Your One & Only
Adrianne Finlay
For Jeremy
Chapter One
ALTHEA
Althea-310 waited for class to begin, sitting in a neat row with her nine sisters. They’d spent the morning on their floor of the Althea dorm twisting bright ribbons into their hair, and all ten of them had a different color winding through otherwise identical dark curls. Althea-310 had chosen lavender. Althea-316 had wanted lavender, so they’d agreed to draw sticks, but Althea-316 still scowled three seats away with her blue ribbon, even though it had all been fair and she didn’t have any reason to sulk like that. As the sisters casually communed while waiting for class to start and their emotions mingled together, Althea-316’s resentment threaded through them all like a faraway hum. A Gen-290 Althea had admonished them for inviting the conflict into their group, but Althea-310 overheard the older woman comment a few moments later how she’d secretly laughed about it all.
“They should use white, like our generation did,” she’d said. “It’d be so much simpler. I guess it’s something Altheas have to learn on their own. I just thought the Gen-310s would have it figured out by the time they were fifteen. We certainly knew better.”
Althea-310 didn’t care what Altheas were supposed to learn. She liked the way the silky colors fell down her sisters’ backs, a rainbow in an otherwise boring classroom. Anyway, she felt pretty. Lavender really was nicer than blue.
The sisters’ nine faces all turned in Althea’s direction as they sensed the pride coming from her, and Althea-311 gave a small shake of her head, a silent warning. Althea clasped her hands together and focused on tamping the feeling down. It would only make things worse with Althea-316, and there were other things to worry about today besides ribbons.
Vispera’s town council had told the class there would be a test. They were to expect a visitor, someone who was part of a new research experiment that would make the three communities better. Though Althea had a hard time imagining that Vispera, or even the other two communities, could be any better than they were now.
A Gen-290 Samuel walked in brusquely and put his books on the desk up front. It was Samuel-299, who wasn’t actually a teacher, but a Council member and also a doctor at the clinic. So the experiment to make the community better was something medical. That was odd, however, since genetic modification meant that, in three hundred years, no one in Vispera had ever had so much as a cold.
The Samuel’s gaze passed quickly over the ten Carson brothers in the back, their feet spread lazily in front of them, taking up as much room as possible. The younger versions of himself, the Gen-310 Samuels, filled the middle row. Then he took in the front row of Altheas, their posture straight and hands folded on their desks. He shook his head at the different colored ribbons in their hair, smiling absently.
“You Altheas,” he said. “Always up to something.” He fiddled with his books, acting strangely nervous for a Samuel. “I know the Council talked to you some about what we’re doing today,” he said, perching on the edge of the desk. “You need to meet someone. He’s going to be part of our class from now on, part of our community, and if things go well, you’ll see a lot more of him. Now, understand, you’ll find him . . . different. But I expect you all to behave and be polite.”
Althea had no idea who the Samuel would want them to meet. And what about the test? Althea had spent last night with her friend Nyla-313 quizzing each other on history, so a medical test would be a disaster.

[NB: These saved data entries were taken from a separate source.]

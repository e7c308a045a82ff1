//! Sensor subsystem.
//!
//! The light-dependent resistor sits on one input of an MCP3008 ADC.
//! [`Mcp3008`] implements the [`ReadingSource`](crate::app::ports::ReadingSource)
//! port directly; the channel to sample comes from configuration.

pub mod mcp3008;

pub use mcp3008::{Mcp3008, SpiOpener};
//! Renders a [`Figure`] to a PNG or SVG file with `plotters`.
//!
//! The canvas is split into two equal panels: the annotated heatmap on the left
//! and the scatter plot with its regression line on the right.

use log::info;
use plotters::coord::Shift;
use plotters::prelude::*;
use plotters::style::text_anchor::{HPos, Pos, VPos};
use std::error::Error;
use std::path::{Path, PathBuf};

use synthstat_core::{AnalysisError, Figure, FigureSink, HeatmapPanel, Rgb, ScatterPanel};

const SINK_NAME: &str = "plot-file";
const FONT: &str = "sans-serif";

/// Image formats the file renderer can produce.
#[derive(Debug, Clone, Copy, PartialEq, Eq)]
pub enum OutputFormat {
    Png,
    Svg,
}

impl OutputFormat {
    /// Picks the format from the file extension (case-insensitive).
    pub fn from_path(path: &Path) -> Result<Self, AnalysisError> {
        let ext = path
            .extension()
            .and_then(|e| e.to_str())
            .map(str::to_ascii_lowercase);
        match ext.as_deref() {
            Some("png") => Ok(OutputFormat::Png),
            Some("svg") => Ok(OutputFormat::Svg),
            _ => Err(AnalysisError::render(
                SINK_NAME,
                format!("unsupported figure extension for {} (expected .png or .svg)", path.display()),
            )),
        }
    }
}

/// A sink that writes every figure it receives to `path`.
#[derive(Debug, Clone)]
pub struct PlotFileSink {
    path: PathBuf,
    format: OutputFormat,
}

impl PlotFileSink {
    /// Creates a sink for `path`; the extension must be `.png` or `.svg`.
    pub fn new(path: impl Into<PathBuf>) -> Result<Self, AnalysisError> {
        let path = path.into();
        let format = OutputFormat::from_path(&path)?;
        Ok(Self { path, format })
    }

}

impl FigureSink for PlotFileSink {
    fn name(&self) -> &str {
        SINK_NAME
    }

    fn present(&mut self, figure: &Figure) -> Result<(), AnalysisError> {
        let size = figure.pixel_size;
        let result = match self.format {
            OutputFormat::Png => draw_figure(&BitMapBackend::new(&self.path, size).into_drawing_area(), figure),
            OutputFormat::Svg => draw_figure(&SVGBackend::new(&self.path, size).into_drawing_area(), figure),
        };
        result.map_err(|e| AnalysisError::render(SINK_NAME, e))?;
        info!("Saved figure to {}", self.path.display());
        Ok(())
    }
}

fn rgb(color: Rgb) -> RGBColor {
    RGBColor(color.0, color.1, color.2)
}

/// Extends `[lo, hi]` by `fraction` of its width on both sides.
///
/// A zero-width range is widened by a fixed half unit so it stays drawable.
pub fn padded_range(lo: f64, hi: f64, fraction: f64) -> (f64, f64) {
    let span = hi - lo;
    if span <= 0.0 || !span.is_finite() {
        return (lo - 0.5, hi + 0.5);
    }
    (lo - span * fraction, hi + span * fraction)
}

/// Size of the largest `cols × rows` grid of square cells that fits in `(width, height)`.
pub fn square_grid_size(width: u32, height: u32, rows: usize, cols: usize) -> (u32, u32) {
    if rows == 0 || cols == 0 {
        return (0, 0);
    }
    let cell = (width / cols as u32).min(height / rows as u32);
    (cell * cols as u32, cell * rows as u32)
}

fn draw_figure<DB: DrawingBackend>(root: &DrawingArea<DB, Shift>, figure: &Figure) -> Result<(), Box<dyn Error>>
where
    DB::ErrorType: 'static,
{
    root.fill(&WHITE)?;
    let (left, right) = root.split_horizontally((figure.pixel_size.0 / 2) as i32);
    draw_heatmap(&left, &figure.heatmap)?;
    draw_scatter(&right, &figure.scatter)?;
    root.present()?;
    Ok(())
}

fn draw_heatmap<DB: DrawingBackend>(area: &DrawingArea<DB, Shift>, panel: &HeatmapPanel) -> Result<(), Box<dyn Error>>
where
    DB::ErrorType: 'static,
{
    // Room for the caption and the axis labels around the grid.
    const CAPTION: u32 = 40;
    const LABELS: u32 = 30;
    const MARGIN: u32 = 10;
    // Gap, bar and tick labels of the colour bar.
    const BAR_GAP: u32 = 15;
    const BAR_WIDTH: u32 = 20;
    const BAR_LABELS: u32 = 45;
    const BAR: u32 = BAR_GAP + BAR_WIDTH + BAR_LABELS;

    let (w, h) = area.dim_in_pixel();
    let avail_w = w.saturating_sub(LABELS + BAR + 2 * MARGIN);
    let avail_h = h.saturating_sub(CAPTION + LABELS + 2 * MARGIN);
    let (grid_w, grid_h) = if panel.square {
        square_grid_size(avail_w, avail_h, panel.rows, panel.cols)
    } else {
        (avail_w, avail_h)
    };
    let left = (w.saturating_sub(grid_w + LABELS + BAR)) / 2;
    let top = (h.saturating_sub(grid_h + LABELS + CAPTION)) / 2;
    let area = area.clone().shrink(
        (left as i32, top as i32),
        ((grid_w + LABELS + BAR) as i32, (grid_h + LABELS + CAPTION) as i32),
    );
    let (area, bar_area) = area.split_horizontally((grid_w + LABELS) as i32);
    draw_color_bar(&bar_area, panel, CAPTION, LABELS, BAR_GAP, BAR_LABELS)?;

    let rows = panel.rows as f64;
    let cols = panel.cols as f64;
    let mut chart = ChartBuilder::on(&area)
        .caption(panel.title, (FONT, 20))
        .x_label_area_size(LABELS)
        .y_label_area_size(LABELS)
        .build_cartesian_2d(0.0..cols, 0.0..rows)?;

    chart
        .configure_mesh()
        .disable_mesh()
        .x_labels(panel.cols)
        .y_labels(panel.rows)
        .x_label_formatter(&|v| format!("{}", v.floor() as i64))
        .y_label_formatter(&|v| format!("{}", panel.rows as i64 - 1 - v.floor() as i64))
        .draw()?;

    // Row 0 is drawn at the top, as in a matrix listing.
    let top_y = |row: usize| (panel.rows - 1 - row) as f64;

    chart.draw_series(panel.cells.iter().map(|cell| {
        let x = cell.col as f64;
        let y = top_y(cell.row);
        Rectangle::new([(x, y), (x + 1.0, y + 1.0)], rgb(cell.color).filled())
    }))?;

    chart.draw_series(panel.cells.iter().filter_map(|cell| {
        let label = cell.label.clone()?;
        let color = if cell.dark_text { BLACK } else { WHITE };
        let style = (FONT, 12)
            .into_font()
            .color(&color)
            .pos(Pos::new(HPos::Center, VPos::Center));
        Some(Text::new(label, (cell.col as f64 + 0.5, top_y(cell.row) + 0.5), style))
    }))?;

    Ok(())
}

/// Number of colour bands in the heatmap colour bar.
const COLOR_BAR_STEPS: usize = 64;

fn draw_color_bar<DB: DrawingBackend>(
    area: &DrawingArea<DB, Shift>,
    panel: &HeatmapPanel,
    top: u32,
    bottom: u32,
    gap: u32,
    labels: u32,
) -> Result<(), Box<dyn Error>>
where
    DB::ErrorType: 'static,
{
    let (lo, hi) = padded_range(panel.vmin, panel.vmax, 0.0);
    let mut chart = ChartBuilder::on(area)
        .margin_top(top)
        .margin_bottom(bottom)
        .margin_left(gap)
        .right_y_label_area_size(labels)
        .build_cartesian_2d(0.0..1.0, lo..hi)?;

    chart
        .configure_mesh()
        .disable_mesh()
        .disable_x_axis()
        .y_labels(6)
        .y_label_formatter(&|v| format!("{:.1}", v))
        .draw()?;

    let stops = panel.color_bar(COLOR_BAR_STEPS);
    chart.draw_series(stops.windows(2).map(|pair| {
        Rectangle::new([(0.0, pair[0].value), (1.0, pair[1].value)], rgb(pair[0].color).filled())
    }))?;
    chart.draw_series(std::iter::once(Rectangle::new([(0.0, lo), (1.0, hi)], BLACK.stroke_width(1))))?;

    Ok(())
}

fn draw_scatter<DB: DrawingBackend>(area: &DrawingArea<DB, Shift>, panel: &ScatterPanel) -> Result<(), Box<dyn Error>>
where
    DB::ErrorType: 'static,
{
    let (x0, x1, y0, y1) = panel.bounds();
    let (x_lo, x_hi) = padded_range(x0, x1, 0.05);
    let (y_lo, y_hi) = padded_range(y0, y1, 0.05);

    let mut chart = ChartBuilder::on(area)
        .caption(panel.title, (FONT, 20))
        .margin(20)
        .x_label_area_size(40)
        .y_label_area_size(50)
        .build_cartesian_2d(x_lo..x_hi, y_lo..y_hi)?;

    chart
        .configure_mesh()
        .x_desc(panel.x_label)
        .y_desc(panel.y_label)
        .draw()?;

    chart
        .draw_series(panel.points.iter().map(|p| Circle::new((p.x, p.y), 4, BLUE.filled())))?
        .label(panel.points_label)
        .legend(|(x, y)| Circle::new((x + 10, y), 4, BLUE.filled()));

    let line_color = rgb(panel.regression_color);
    chart
        .draw_series(LineSeries::new(panel.line_endpoints(), line_color.stroke_width(2)))?
        .label(panel.regression_label)
        .legend(move |(x, y)| PathElement::new(vec![(x, y), (x + 20, y)], line_color.stroke_width(2)));

    chart
        .configure_series_labels()
        .position(SeriesLabelPosition::UpperLeft)
        .background_style(&WHITE.mix(0.8))
        .border_style(&BLACK)
        .draw()?;

    Ok(())
}
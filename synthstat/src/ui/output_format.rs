//! Styled stderr output: prefixed status messages and the summary table.

use anyhow::Result;
use comfy_table::{presets::UTF8_FULL, Cell, Color, ContentArrangement, Table};
use owo_colors::{AnsiColors, OwoColorize};
use std::io::Write;

use synthstat_core::AnalysisReport;

use crate::ui::theme::{entry_color, ThemeEntry, ThemeMap};

fn paint(text: &str, entry: ThemeEntry, theme: &ThemeMap, enable_colors: bool) -> String {
    match entry_color(theme, entry) {
        Some(color) if enable_colors => text.color(color).to_string(),
        _ => text.to_string(),
    }
}

/// Writes an informational message.
pub fn print_info_message<W: Write>(writer: &mut W, msg: &str, theme: &ThemeMap, enable_colors: bool) -> Result<()> {
    writeln!(writer, "{}", paint(msg, ThemeEntry::Info, theme, enable_colors))?;
    Ok(())
}

/// Writes a warning, prefixed with `Warning:`.
pub fn print_warn_message<W: Write>(writer: &mut W, msg: &str, theme: &ThemeMap, enable_colors: bool) -> Result<()> {
    let line = format!("Warning: {}", msg);
    writeln!(writer, "{}", paint(&line, ThemeEntry::Warn, theme, enable_colors))?;
    Ok(())
}

fn table_color(color: AnsiColors) -> Color {
    match color {
        AnsiColors::Black => Color::Black,
        AnsiColors::Red => Color::DarkRed,
        AnsiColors::Green => Color::DarkGreen,
        AnsiColors::Yellow => Color::DarkYellow,
        AnsiColors::Blue => Color::DarkBlue,
        AnsiColors::Magenta => Color::DarkMagenta,
        AnsiColors::Cyan => Color::DarkCyan,
        AnsiColors::White => Color::Grey,
        AnsiColors::BrightBlack => Color::DarkGrey,
        AnsiColors::BrightRed => Color::Red,
        AnsiColors::BrightGreen => Color::Green,
        AnsiColors::BrightYellow => Color::Yellow,
        AnsiColors::BrightBlue => Color::Blue,
        AnsiColors::BrightMagenta => Color::Magenta,
        AnsiColors::BrightCyan => Color::Cyan,
        AnsiColors::BrightWhite => Color::White,
        _ => Color::Reset,
    }
}

fn themed_cell(text: String, entry: ThemeEntry, theme: &ThemeMap, enable_colors: bool) -> Cell {
    let cell = Cell::new(text);
    match entry_color(theme, entry) {
        Some(color) if enable_colors => cell.fg(table_color(color)),
        _ => cell,
    }
}

/// Builds the summary table: the five statistics plus the fitted line.
pub fn build_summary_table(report: &AnalysisReport, theme: &ThemeMap, enable_colors: bool) -> Table {
    let mut table = Table::new();
    table.load_preset(UTF8_FULL).set_content_arrangement(ContentArrangement::Dynamic);
    if !enable_colors {
        table.force_no_tty();
    }

    table.set_header(vec![
        themed_cell("Statistic".to_string(), ThemeEntry::Header, theme, enable_colors),
        themed_cell("Value".to_string(), ThemeEntry::Header, theme, enable_colors),
    ]);

    let regression = &report.regression;
    let rows = report
        .statistics
        .labelled()
        .into_iter()
        .chain([("Regression Slope", regression.slope), ("Regression Intercept", regression.intercept)]);

    for (label, value) in rows {
        table.add_row(vec![
            themed_cell(label.to_string(), ThemeEntry::StatLabel, theme, enable_colors),
            themed_cell(format!("{:.4}", value), ThemeEntry::StatValue, theme, enable_colors),
        ]);
    }
    table
}

/// Writes the summary table followed by a blank line.
pub fn print_summary_table<W: Write>(
    writer: &mut W,
    report: &AnalysisReport,
    theme: &ThemeMap,
    enable_colors: bool,
) -> Result<()> {
    let table = build_summary_table(report, theme, enable_colors);
    writeln!(writer, "{}\n", table)?;
    Ok(())
}

#[cfg(test)]
mod tests {
    use super::*;
    use crate::ui::theme::ThemeStyle;
    use synthstat_core::{run_analysis, AnalysisConfig};

    #[test]
    fn plain_messages_have_no_escape_codes() {
        let theme = ThemeStyle::default_theme_map();
        let mut out = Vec::new();
        print_warn_message(&mut out, "viewer skipped", &theme, false).unwrap();
        assert_eq!(String::from_utf8(out).unwrap(), "Warning: viewer skipped\n");
    }

    #[test]
    fn coloured_messages_carry_escape_codes() {
        let theme = ThemeStyle::default_theme_map();
        let mut out = Vec::new();
        print_info_message(&mut out, "Figure saved to fig.svg", &theme, true).unwrap();
        let text = String::from_utf8(out).unwrap();
        assert!(text.contains("\u{1b}["));
        assert!(text.contains("Figure saved to fig.svg"));
    }

    #[test]
    fn summary_table_lists_statistics_and_fit() {
        let report = run_analysis(&AnalysisConfig::default(), &mut []).unwrap();
        let theme = ThemeStyle::default_theme_map();
        let rendered = build_summary_table(&report, &theme, false).to_string();

        for label in ["Mean of X", "Correlation Coefficient", "Regression Slope", "Regression Intercept"] {
            assert!(rendered.contains(label), "missing {}", label);
        }
    }
}
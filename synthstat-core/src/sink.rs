//! Defines the `FigureSink` trait, the seam between figure construction and drawing.
//!
//! The core library builds a [`Figure`]; a sink decides what to do with it:
//! draw it in an interactive viewer, render it to a file, or ignore it.
//! This keeps the library free of any terminal or graphics backend.
//!
//! License: MIT OR APACHE 2.0

use log::debug;

use crate::errors::AnalysisError;
use crate::figure::Figure;

/// A consumer of built figures.
pub trait FigureSink {
    /// Short name used in log lines and render errors.
    fn name(&self) -> &str;

    /// Presents the figure. Interactive sinks may block until the user closes them.
    fn present(&mut self, figure: &Figure) -> Result<(), AnalysisError>;
}

/// A sink that accepts every figure and draws nothing.
#[derive(Debug, Default, Clone, Copy)]
pub struct NullSink;

impl FigureSink for NullSink {
    fn name(&self) -> &str {
        "null"
    }

    fn present(&mut self, figure: &Figure) -> Result<(), AnalysisError> {
        debug!(
            "Discarding {}x{} figure",
            figure.heatmap.rows, figure.heatmap.cols
        );
        Ok(())
    }
}

/// A sink that keeps a copy of every figure it receives.
#[derive(Debug, Default, Clone)]
pub struct CollectingSink {
    pub figures: Vec<Figure>,
}

impl FigureSink for CollectingSink {
    fn name(&self) -> &str {
        "collect"
    }

    fn present(&mut self, figure: &Figure) -> Result<(), AnalysisError> {
        self.figures.push(figure.clone());
        Ok(())
    }
}
//! Core data structures produced by the generator and consumed by every other stage.
//!
//! Both containers are immutable once built; their checked constructors are the
//! only way to obtain one, so a matrix always matches its shape and a table's
//! columns always line up.
//!
//! License: MIT OR Apache-2.0

use serde::{Deserialize, Serialize};

use crate::errors::AnalysisError;

/// A dense `rows × cols` grid of values, stored row-major.
#[derive(Debug, Clone, PartialEq, Serialize, Deserialize)]
pub struct RandomMatrix {
    rows: usize,
    cols: usize,
    values: Vec<f64>,
}

impl RandomMatrix {
    /// Builds a matrix from a row-major buffer.
    ///
    /// Fails when either dimension is zero or the buffer length is not `rows * cols`.
    pub fn from_shape_vec(rows: usize, cols: usize, values: Vec<f64>) -> Result<Self, AnalysisError> {
        if rows == 0 || cols == 0 || rows.checked_mul(cols) != Some(values.len()) {
            return Err(AnalysisError::InvalidShape { rows, cols, len: values.len() });
        }
        Ok(Self { rows, cols, values })
    }

    pub fn rows(&self) -> usize {
        self.rows
    }

    pub fn cols(&self) -> usize {
        self.cols
    }

    pub fn shape(&self) -> (usize, usize) {
        (self.rows, self.cols)
    }

    /// One row as a slice.
    pub fn row(&self, row: usize) -> Option<&[f64]> {
        if row < self.rows {
            let start = row * self.cols;
            Some(&self.values[start..start + self.cols])
        } else {
            None
        }
    }

    /// All values in row-major order.
    pub fn values(&self) -> &[f64] {
        &self.values
    }

    /// Smallest and largest value; the matrix is never empty.
    pub fn value_range(&self) -> (f64, f64) {
        self.values.iter().fold((f64::INFINITY, f64::NEG_INFINITY), |(lo, hi), &v| {
            (lo.min(v), hi.max(v))
        })
    }
}

/// One record of the sample table.
#[derive(Debug, Clone, Copy, PartialEq, Serialize, Deserialize)]
pub struct Sample {
    pub x: f64,
    pub y: f64,
}

/// An ordered collection of paired `(x, y)` samples, held column-wise.
#[derive(Debug, Clone, PartialEq, Serialize, Deserialize)]
pub struct SampleTable {
    x: Vec<f64>,
    y: Vec<f64>,
}

impl SampleTable {
    /// Builds a table from two columns of equal length.
    pub fn from_columns(x: Vec<f64>, y: Vec<f64>) -> Result<Self, AnalysisError> {
        if x.len() != y.len() {
            return Err(AnalysisError::MismatchedColumns { x_len: x.len(), y_len: y.len() });
        }
        Ok(Self { x, y })
    }

    pub fn len(&self) -> usize {
        self.x.len()
    }

    pub fn is_empty(&self) -> bool {
        self.x.is_empty()
    }

    /// The `x` column.
    pub fn xs(&self) -> &[f64] {
        &self.x
    }

    /// The `y` column.
    pub fn ys(&self) -> &[f64] {
        &self.y
    }

    /// Iterates over the records in order.
    pub fn iter(&self) -> impl Iterator<Item = Sample> + '_ {
        self.x.iter().zip(self.y.iter()).map(|(&x, &y)| Sample { x, y })
    }
}
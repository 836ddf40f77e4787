// synthstat/src/tui/mod.rs
//! Blocking terminal viewer for the analysis figure.
//!
//! Takes over the terminal in raw mode on the alternate screen, draws both
//! panels, and waits until the user closes the view.

pub mod app;
pub mod ui;

use anyhow::Result;
use crossterm::{
    cursor::Show,
    event::{self, Event, KeyEventKind},
    execute,
    terminal::{disable_raw_mode, enable_raw_mode, EnterAlternateScreen, LeaveAlternateScreen},
};
use log::{debug, warn};
use ratatui::{backend::{Backend, CrosstermBackend}, Terminal};
use std::io::{self, Write};

use synthstat_core::{AnalysisError, Figure, FigureSink};

use crate::tui::app::ViewerApp;

/// Tracks which terminal changes are in effect and undoes them on drop.
#[derive(Debug, Default)]
struct TerminalGuard {
    raw: bool,
    alternate: bool,
}

impl TerminalGuard {
    /// Restores the terminal now and reports the first failure.
    fn restore(&mut self) -> io::Result<()> {
        let result = restore_terminal(&mut io::stdout(), self.raw, self.alternate);
        self.raw = false;
        self.alternate = false;
        result
    }
}

impl Drop for TerminalGuard {
    fn drop(&mut self) {
        if self.raw || self.alternate {
            if let Err(e) = self.restore() {
                warn!("Failed to restore the terminal: {}", e);
            }
        }
    }
}

/// Leaves raw mode and the alternate screen and shows the cursor.
///
/// Every step is attempted even if an earlier one fails; the first error is returned.
fn restore_terminal<W: Write>(out: &mut W, raw: bool, alternate: bool) -> io::Result<()> {
    let mut first_error = None;
    if raw {
        if let Err(e) = disable_raw_mode() {
            first_error.get_or_insert(e);
        }
    }
    if alternate {
        if let Err(e) = execute!(out, LeaveAlternateScreen) {
            first_error.get_or_insert(e);
        }
    }
    if let Err(e) = execute!(out, Show) {
        first_error.get_or_insert(e);
    }
    first_error.map_or(Ok(()), Err)
}

/// Shows `figure` and blocks until the viewer is closed.
pub fn run_viewer(figure: &Figure) -> Result<()> {
    let mut guard = TerminalGuard::default();
    enable_raw_mode()?;
    guard.raw = true;
    execute!(io::stdout(), EnterAlternateScreen)?;
    guard.alternate = true;

    let mut terminal = Terminal::new(CrosstermBackend::new(io::stdout()))?;
    let mut app = ViewerApp::new(figure);
    let result = event_loop(&mut terminal, &mut app);
    drop(terminal);

    let restored = guard.restore();
    result?;
    restored?;
    Ok(())
}

fn event_loop<B: Backend>(terminal: &mut Terminal<B>, app: &mut ViewerApp<'_>) -> Result<()> {
    while !app.should_quit {
        terminal.draw(|f| ui::draw(f, app))?;

        if let Event::Key(key) = event::read()? {
            if key.kind == KeyEventKind::Press {
                app.on_key(key.code);
            }
        }
    }
    debug!("Viewer closed by user.");
    Ok(())
}

/// The interactive display, as a pipeline sink.
#[derive(Debug, Default, Clone, Copy)]
pub struct ViewerSink;

impl FigureSink for ViewerSink {
    fn name(&self) -> &str {
        "viewer"
    }

    fn present(&mut self, figure: &Figure) -> Result<(), AnalysisError> {
        run_viewer(figure).map_err(|e| AnalysisError::render("viewer", e))
    }
}

#[cfg(test)]
mod tests {
    use super::*;

    struct BrokenWriter;

    impl Write for BrokenWriter {
        fn write(&mut self, _buf: &[u8]) -> io::Result<usize> {
            Err(io::Error::new(io::ErrorKind::BrokenPipe, "closed"))
        }

        fn flush(&mut self) -> io::Result<()> {
            Err(io::Error::new(io::ErrorKind::BrokenPipe, "closed"))
        }
    }

    #[test]
    fn restore_leaves_the_alternate_screen_and_shows_the_cursor() {
        let mut out = Vec::new();
        restore_terminal(&mut out, false, true).unwrap();
        let written = String::from_utf8(out).unwrap();
        assert!(written.contains("\u{1b}[?1049l"));
        assert!(written.ends_with("\u{1b}[?25h"));
    }

    #[test]
    fn restore_without_alternate_screen_only_shows_the_cursor() {
        let mut out = Vec::new();
        restore_terminal(&mut out, false, false).unwrap();
        assert_eq!(String::from_utf8(out).unwrap(), "\u{1b}[?25h");
    }

    #[test]
    fn restore_reports_the_first_failure() {
        let err = restore_terminal(&mut BrokenWriter, false, true).unwrap_err();
        assert_eq!(err.kind(), io::ErrorKind::BrokenPipe);
    }
}
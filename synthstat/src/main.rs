// synthstat/src/main.rs
//! synthstat entry point.
//!
//! Runs the analysis and turns any failure into a single
//! `An error occurred: ...` line on stdout.

use clap::Parser;
use std::io;
use std::process::ExitCode;

use synthstat::cli::Cli;
use synthstat::logger;
use synthstat::{run_analyze, AnalyzeOptions};
use synthstat_core::failure_line;

fn main() -> ExitCode {
    let args = Cli::parse();
    logger::init_logger(args.log_level());

    let opts = AnalyzeOptions {
        config_path: args.config.clone(),
        overrides: args.overrides(),
        save_figure: args.save_figure.clone(),
        display: !args.no_display,
        json: args.json.clone(),
        table: args.table,
        theme: args.theme.clone(),
        quiet: args.quiet,
    };

    let stdout = io::stdout();
    match run_analyze(&opts, &mut stdout.lock()) {
        Ok(_) => ExitCode::SUCCESS,
        Err(e) => {
            log::debug!("Analysis failed: {:?}", e);
            println!("{}", failure_line(format!("{:#}", e)));
            if args.strict {
                ExitCode::FAILURE
            } else {
                ExitCode::SUCCESS
            }
        }
    }
}
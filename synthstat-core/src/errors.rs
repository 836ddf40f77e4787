//! errors.rs - Custom error types for the synthstat-core library.
//!
//! Each pipeline stage returns `Result<_, AnalysisError>` so the caller can decide
//! how a failure is surfaced. The binary collapses all of them into one printed line.
//!
//! License: MIT OR APACHE 2.0

use thiserror::Error;

/// This enum represents all possible error types in the `synthstat-core` library.
///
/// `#[non_exhaustive]` lets new failure kinds be added without breaking
/// downstream `match` statements.
#[derive(Error, Debug)]
#[non_exhaustive]
pub enum AnalysisError {
    #[error("Invalid matrix shape: {rows}x{cols} cannot hold {len} values")]
    InvalidShape { rows: usize, cols: usize, len: usize },

    #[error("Column length mismatch: x has {x_len} values but y has {y_len}")]
    MismatchedColumns { x_len: usize, y_len: usize },

    #[error("The sample table is empty")]
    EmptyTable,

    #[error("Column '{0}' has zero variance; correlation and regression are undefined")]
    DegenerateColumn(&'static str),

    #[error("Invalid generator parameter '{name}': {reason}")]
    InvalidParameter { name: &'static str, reason: String },

    #[error("Failed to render figure with '{sink}': {message}")]
    Render { sink: String, message: String },

    #[error("Failed to load configuration: {0}")]
    Config(String),

    #[error("An unexpected I/O error occurred: {0}")]
    IoError(#[from] std::io::Error),

    #[error("Failed to serialize report: {0}")]
    SerializationError(#[from] serde_json::Error),
}

impl AnalysisError {
    /// Convenience constructor used by figure sinks to wrap backend failures.
    pub fn render(sink: impl Into<String>, err: impl std::fmt::Display) -> Self {
        AnalysisError::Render {
            sink: sink.into(),
            message: err.to_string(),
        }
    }
}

Althea liked working with Nyla-313. Nyla was learning in the labs how to engineer clever little oranges spliced with wild seeds so they tasted of cinnamon, and she would bring her experiments to Althea for their study sessions. Also, the Nylas never teased Althea about the scar on her wrist, and Nyla-313 often told her she shouldn’t bother hiding it. But while Althea enjoyed the colored ribbons, she didn’t like her scar. When it wasn’t covered, the eyes of those in the community landed on the smooth line of white skin circling her wrist, and she hated how they’d inevitably say, “Oh, Althea-310,” as if all they needed to know about her was that she was the sister born with the defect, the one who’d needed a replacement hand grown separately in a limb tank. She used to wonder why she hadn’t been eliminated once it was discovered. It must have been apparent while she floated in the tanks, months before she was born. But it would have shown up too late to start creating another Althea. It had happened before, usually through accidental death, that a model’s generation had only nine people instead of ten, but it caused a lot of discontent, even some disruption. That must have been the reason she hadn’t been eliminated.
Now all the studying they’d done would be for nothing. This was all very unusual; they never strayed from the curriculum. Maybe Samuel-299 had brought in someone from one of the other communities, maybe from Copan or even all the way from Crooked Falls. Maybe even an Althea. Althea had always wondered how the Altheas in Crooked Falls might be different. Was their penmanship as elegant as the Vispera Altheas’? Did they cut their hair shoulder-length, like the Altheas in Copan? Maybe there was another Althea out there who was born with a defective right hand and also had a scar like the one around her wrist.
But it couldn’t be an Althea from Crooked Falls, of course. The Samuel had said him. It was probably just another Samuel, then. Althea sighed, realizing the ribbons were probably going to be the only real excitement of the day.